Por Mariana Vilela, da redação

As mulheres estão ocupando cada vez mais no mercado veterinário. De acordo com dados do Sistema Conselho Federal e Regionais de Medicina Veterinária (CFMV/CRMVs), entre os 188.863 médicos-veterinários registrados 56% são mulheres (106.012), enquanto entre os 12. 453 zootecnistas inscritos, o público feminino ocupa 36% da lista (4.524). Conversamos com algumas delas para saber como é ser mulher na medicina veterinária hoje. A seguir os depoimentos.

“Ser mulher na medicina veterinária é o maior desafio e privilégio, pois cuidamos daqueles que não possuem voz e são de fato o amor da vida de alguém”.
Raísa Godói, médica-veterinária especializada em gastroenterologia veterinária

Natália Lopes

Médica-veterinária e gerente de Assuntos Científicos da Royal Canin Brasil
"A medicina veterinária é apaixonante e desafiadora. Como médica-veterinária, sigo em uma eterna jornada de estudos para cada vez mais contribuir com a saúde de gatos e de cães, sem esquecer do papel e da ética do médico-veterinário com a sociedade. Sempre sonhei em servir os animais, e minha rotina de busca pela educação, influência e evidências cumprem com o propósito. Fico muito satisfeita em ser mulher nessa profissão, que sempre foi majoritariamente masculina, e, especialmente, por ter um time de médicas-veterinárias composto também por mulheres".
Natália Lopes, médica-veterinária e gerente de assuntos científicos da Royal Canin Brasil
“Ser mulher na medicina veterinária hoje é como na época que me formei, encantadoramente desafiador. Mudaram os tempos, mudou o ambiente profissional, aumentou a representatividade feminina, ficaram os desafios: Desafios de começar na vida profissional, desafios financeiros, conquistar sonhos e de compatibilizar realização profissional com necessidades familiares. Jornada dupla, às vezes tripla, com sorriso nos olhos e faca nos dentes. Ser mulher na medicina veterinária é aceitar que a natureza é maravilhosa e nos dá o poder de almejar a saúde com nossas forças, apesar das fragilidades”.
Cláudia Binder, Médica-veterinária que atua na área de biossegurança e diretora científica da Associação Brasileira de Gestão Técnica em Medicina veterinária (ABGTVet)
"É encarar a difícil jornada e, ainda assim, não se conformar com os espaços culturalmente pré-estabelecidos para nós".
Bruna Fernanda Ferreira Seabra, médica-veterinária, especializada em nutrição de cães e gatos

"As mulheres vêm ocupando cada vez mais espaços de liderança em vários setores no mundo e isso é muito positivo, pois é a diversidade sendo colocada em prática e reforçando as diferentes potencialidades que as mulheres possuem e a versatilidade para assumir qualquer papel, cargo ou posicionamento que ela escolha.

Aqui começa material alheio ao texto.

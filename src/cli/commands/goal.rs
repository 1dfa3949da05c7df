use crate::cli::parser::Commands;
use crate::config::Config;
use crate::core::goal::GoalStore;
use crate::db::oplog::oplog;
use crate::db::pool::DbPool;
use crate::errors::AppResult;
use crate::ui::messages::{success, warning};
use crate::utils::fmt_ml;

/// Show or update the daily goal.
pub fn handle(cmd: &Commands, cfg: &Config) -> AppResult<()> {
    if let Commands::Goal { set } = cmd {
        let mut pool = DbPool::new(&cfg.database)?;
        let mut goal = GoalStore::load(&mut pool);

        match set {
            None => {
                println!("Daily goal: {}", fmt_ml(goal.value()));
            }
            Some(new_goal) => {
                if goal.update(&mut pool, *new_goal)? {
                    oplog(&pool.conn, "goal", &new_goal.to_string(), "goal updated")?;
                    success(format!("Daily goal set to {}.", fmt_ml(goal.value())));
                } else {
                    warning("Goal must be a positive number of milliliters.");
                }
            }
        }
    }

    Ok(())
}
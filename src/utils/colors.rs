/// ANSI color helper utilities for terminal output.
pub const RESET: &str = "\x1b[0m";

pub const GREY: &str = "\x1b[90m";
pub const RED: &str = "\x1b[31m";
pub const GREEN: &str = "\x1b[32m";
pub const YELLOW: &str = "\x1b[33m";
pub const CYAN: &str = "\x1b[36m";

/// Color for goal progress:
/// under half → red, under goal → yellow, goal reached → green.
pub fn color_for_progress(percent: f64) -> &'static str {
    if percent >= 100.0 {
        GREEN
    } else if percent >= 50.0 {
        YELLOW
    } else {
        RED
    }
}
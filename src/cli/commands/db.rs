use crate::cli::parser::Commands;
use crate::config::Config;
use crate::db::migrate::run_pending_migrations;
use crate::db::pool::DbPool;
use crate::db::stats;
use crate::errors::AppResult;
use crate::utils::colors::{CYAN, GREEN, RED, RESET};

pub fn handle(cmd: &Commands, cfg: &Config) -> AppResult<()> {
    if let Commands::Db {
        migrate,
        check,
        vacuum,
        info,
    } = cmd
    {
        // single shared connection across the requested actions
        let mut pool: Option<DbPool> = None;

        fn get_pool<'a>(pool: &'a mut Option<DbPool>, db_path: &str) -> AppResult<&'a mut DbPool> {
            if pool.is_none() {
                *pool = Some(DbPool::new(db_path)?);
            }
            Ok(pool.as_mut().unwrap())
        }

        if *migrate {
            let pool = get_pool(&mut pool, &cfg.database)?;
            println!("{}▶ Running migrations…{}", CYAN, RESET);
            run_pending_migrations(&pool.conn)?;
            println!("{}✔ Migration completed.{}\n", GREEN, RESET);
        }

        if *info {
            let pool = get_pool(&mut pool, &cfg.database)?;
            stats::print_db_info(pool, &cfg.database)?;
        }

        if *check {
            let pool = get_pool(&mut pool, &cfg.database)?;

            println!("{}▶ Running integrity check…{}", CYAN, RESET);

            let integrity: String = pool
                .conn
                .query_row("PRAGMA integrity_check;", [], |row| row.get(0))?;

            if integrity == "ok" {
                println!("{}✔ Integrity check passed.{}\n", GREEN, RESET);
            } else {
                println!("{}✘ Integrity check failed:{} {}\n", RED, RESET, integrity);
            }
        }

        if *vacuum {
            let pool = get_pool(&mut pool, &cfg.database)?;
            println!("{}▶ Running VACUUM…{}", CYAN, RESET);

            pool.conn.execute_batch("VACUUM;")?;

            println!("{}✔ Vacuum completed.{}\n", GREEN, RESET);
        }
    }

    Ok(())
}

Ser mulher e médica-veterinária me faz observar diversos desafios para serem vencidos, principalmente, em relação à maturidade da cultura de diversidade. Por isso, é sempre importante incentivar e continuar lutando para que as oportunidades sejam ofertadas de maneira igualitária, além de procurar atuar em lugares, sejam empresas, clínicas, hospitais, que valorizem as pessoas, principalmente as mulheres, e investem nelas como o seu principal ativo, independentemente de gênero. Isso também será o grande diferencial que nos fará desenvolver e sentir incentivadas a buscar nossos sonhos profissionais, além, claro, de mostrar para as empresas que só estaremos e contribuiremos com as nossas qualidades únicas onde somos valorizadas. Neste Dia Internacional da Mulher, desejo que esse movimento de igualdade de gênero e de celebração de conquistas femininas seja cada vez mais frequente no nosso segmento, para que possamos cumprir ainda mais nosso propósito de melhorar a vida das pessoas, a saúde e o bem-estar dos animais. E, ainda, um recado especial para todas as médicas-veterinárias: tenha dedicação e busque constantemente por conhecimento e atualização nas nossas áreas, defina objetivos de curto, médio e longo prazo, foque no desenvolvimento das suas forças e sempre olhe para dentro de si mesma, o autoconhecimento é fundamental para compreender a sua forma de interagir com as situações, motivando as suas decisões e como evoluir as suas fortalezas. É essencial seguir sempre na busca constante da felicidade. Temos que levar a nossa trilha de uma maneira leve e feliz, onde somos valorizadas! Essa é a única forma de atingirmos o sucesso”.
Daniela Baccarin, médica-veterinária e gerente de Soluções Estratégicas e Serviços Médicos-Veterinários da unidade de animais de companhia da MSD Saúde Animal

“É desafiador e extremamente gratificante. É sentir a profissão a cada dia”.
Gládis Costa, médica-veterinária, especializada em marketing para veterinários
“Conquistamos nosso espaço na medicina veterinária e hoje já somos maioria desde a graduação. Estamos presentes em todas as áreas de atuação da profissão, e com muita garra e persistência conseguimos quebrar alguns paradigmas. Mas assim como em outras profissões, ainda há muito a conquistar em termos de equidade, afinal estamos em uma sociedade que tem muito a evoluir neste quesito”.
Keila Godoy, médica-veterinária e gerente de Comunicação Corporativa da Adimax

“Ser mulher na medicina veterinária hoje é ser múltipla, é ser plural. Já fomos a minoria, no início dessa profissão, hoje somos a maioria. A maioria, mas em um mundo novo, desafiador dentre os conceitos de saúde única (one health), do animal como ser senciente, do bem-estar ambiental, que mudaram todo o caminho da profissão e que desejam essa mulher forte e conectada, representante de si mesma, das outras e de toda uma nova geração que se desenvolve num mundo onde animais, pessoas, alimentos de origem animal e suas conexões nos trazem ao papel principal e protagonista de uma das profissões mais importantes e necessárias para a vida”.
Rafaela Luns, médica-veterinária, mestre e doutora, chefe de fiscalização do Conselho Regional de Medicina Veterinária de Minas Gerais (CRMV-MG) e vice-presidente da Associação Brasileira de Gestão Técnica em Medicina veterinária (ABGTVet)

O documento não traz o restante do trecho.